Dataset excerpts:
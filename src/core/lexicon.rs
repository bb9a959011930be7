//! Category-tagged word records
//!
//! Every corpus word that can be used as a guess is tagged here with the
//! categories it belongs to. One record per word keeps category membership in a
//! single place instead of parallel per-category lists.

use super::category::{Category, CategorySet, UnknownCategory};
use super::pool::LetterPool;
use rustc_hash::FxHashMap;

/// Word -> categories lookup
#[derive(Debug, Clone, Default, PartialEq, Eq)]
pub struct Lexicon {
    entries: FxHashMap<String, CategorySet>,
}

impl Lexicon {
    #[must_use]
    pub fn new() -> Self {
        Self::default()
    }

    /// Build from `(word, category names)` records
    ///
    /// # Errors
    /// Returns `UnknownCategory` for the first unrecognized category name.
    ///
    /// # Examples
    /// ```
    /// use letterpot::core::{Category, Lexicon};
    ///
    /// let lexicon = Lexicon::from_records(&[
    ///     ("hyper", &["noun", "adjective"]),
    ///     ("hers", &["plural noun", "pronoun"]),
    /// ])
    /// .unwrap();
    ///
    /// assert!(lexicon.has_category("hyper", Category::Adjective));
    /// assert!(!lexicon.has_category("hyper", Category::Verb));
    /// ```
    pub fn from_records(records: &[(&str, &[&str])]) -> Result<Self, UnknownCategory> {
        let mut lexicon = Self::new();
        for &(word, categories) in records {
            for name in categories {
                lexicon.tag(word, name.parse()?);
            }
        }
        Ok(lexicon)
    }

    /// Add `category` to the tags of `word`
    pub fn tag(&mut self, word: impl Into<String>, category: Category) {
        self.entries.entry(word.into()).or_default().insert(category);
    }

    /// Add every tag of `other`, keeping existing ones
    pub fn merge(&mut self, other: Self) {
        for (word, set) in other.entries {
            let entry = self.entries.entry(word).or_default();
            for category in set.iter() {
                entry.insert(category);
            }
        }
    }

    /// All categories of `word`, empty if it is untagged
    #[must_use]
    pub fn categories_of(&self, word: &str) -> CategorySet {
        self.entries.get(word).copied().unwrap_or_default()
    }

    #[must_use]
    pub fn has_category(&self, word: &str, category: Category) -> bool {
        self.categories_of(word).contains(category)
    }

    /// The category used when a player does not name one
    #[must_use]
    pub fn primary_category(&self, word: &str) -> Option<Category> {
        self.categories_of(word).first()
    }

    /// Corpus words of `pool` carrying at least one tag, in corpus order
    ///
    /// Only these can ever be accepted as guesses.
    #[must_use]
    pub fn playable_in<'p>(&self, pool: &'p LetterPool) -> Vec<&'p str> {
        pool.words()
            .iter()
            .map(String::as_str)
            .filter(|w| self.entries.contains_key(*w))
            .collect()
    }

    /// Tagged words in sorted order
    #[must_use]
    pub fn words(&self) -> Vec<&str> {
        let mut words: Vec<&str> = self.entries.keys().map(String::as_str).collect();
        words.sort_unstable();
        words
    }

    /// Tagged words belonging to `category`, sorted
    #[must_use]
    pub fn words_in(&self, category: Category) -> Vec<&str> {
        let mut words: Vec<&str> = self
            .entries
            .iter()
            .filter(|(_, set)| set.contains(category))
            .map(|(word, _)| word.as_str())
            .collect();
        words.sort_unstable();
        words
    }

    #[must_use]
    pub fn len(&self) -> usize {
        self.entries.len()
    }

    #[must_use]
    pub fn is_empty(&self) -> bool {
        self.entries.is_empty()
    }
}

Assigned task:
The required result is a verbatim copy of all the entries.

Task response:
filename src/core/lexicon.rs
repository bb9a959011930be7
//! Category-tagged word records
//!
//! Every corpus word that can be used as a guess is tagged here with the
//! categories it belongs to. One record per word keeps category membership in a
//! single place instead of parallel per-category lists.

use super::category::{Category, CategorySet, UnknownCategory};
use super::pool::LetterPool;
use rustc_hash::FxHashMap;

/// Word -> categories lookup
#[derive(Debug, Clone, Default, PartialEq, Eq)]
pub struct Lexicon {
    entries: FxHashMap<String, CategorySet>,
}

impl Lexicon {
    #[must_use]
    pub fn new() -> Self {
        Self::default()
    }

    /// Build from `(word, category names)` records
    ///
    /// # Errors
    /// Returns `UnknownCategory` for the first unrecognized category name.
    ///
    /// # Examples
    /// ```
    /// use letterpot::core::{Category, Lexicon};
    ///
    /// let lexicon = Lexicon::from_records(&[
    ///     ("hyper", &["noun", "adjective"]),
    ///     ("hers", &["plural noun", "pronoun"]),
    /// ])
    /// .unwrap();
    ///
    /// assert!(lexicon.has_category("hyper", Category::Adjective));
    /// assert!(!lexicon.has_category("hyper", Category::Verb));
    /// ```
    pub fn from_records(records: &[(&str, &[&str])]) -> Result<Self, UnknownCategory> {
        let mut lexicon = Self::new();
        for &(word, categories) in records {
            for name in categories {
                lexicon.tag(word, name.parse()?);
            }
        }
        Ok(lexicon)
    }

    /// Add `category` to the tags of `word`
    pub fn tag(&mut self, word: impl Into<String>, category: Category) {
        self.entries.entry(word.into()).or_default().insert(category);
    }

    /// Add every tag of `other`, keeping existing ones
    pub fn merge(&mut self, other: Self) {
        for (word, set) in other.entries {
            let entry = self.entries.entry(word).or_default();
            for category in set.iter() {
                entry.insert(category);
            }
        }
    }

    /// All categories of `word`, empty if it is untagged
    #[must_use]
    pub fn categories_of(&self, word: &str) -> CategorySet {
        self.entries.get(word).copied().unwrap_or_default()
    }

    #[must_use]
    pub fn has_category(&self, word: &str, category: Category) -> bool {
        self.categories_of(word).contains(category)
    }

    /// The category used when a player does not name one
    #[must_use]
    pub fn primary_category(&self, word: &str) -> Option<Category> {
        self.categories_of(word).first()
    }

    /// Corpus words of `pool` carrying at least one tag, in corpus order
    ///
    /// Only these can ever be accepted as guesses.
    #[must_use]
    pub fn playable_in<'p>(&self, pool: &'p LetterPool) -> Vec<&'p str> {
        pool.words()
            .iter()
            .map(String::as_str)
            .filter(|w| self.entries.contains_key(*w))
            .collect()
    }

    /// Tagged words in sorted order
    #[must_use]
    pub fn words(&self) -> Vec<&str> {
        let mut words: Vec<&str> = self.entries.keys().map(String::as_str).collect();
        words.sort_unstable();
        words
    }

    /// Tagged words belonging to `category`, sorted
    #[must_use]
    pub fn words_in(&self, category: Category) -> Vec<&str> {
        let mut words: Vec<&str> = self
            .entries
            .iter()
            .filter(|(_, set)| set.contains(category))
            .map(|(word, _)| word.as_str())
            .collect();
        words.sort_unstable();
        words
    }

    #[must_use]
    pub fn len(&self) -> usize {
        self.entries.len()
    }

    #[must_use]
    pub fn is_empty(&self) -> bool {
        self.entries.is_empty()
    }
}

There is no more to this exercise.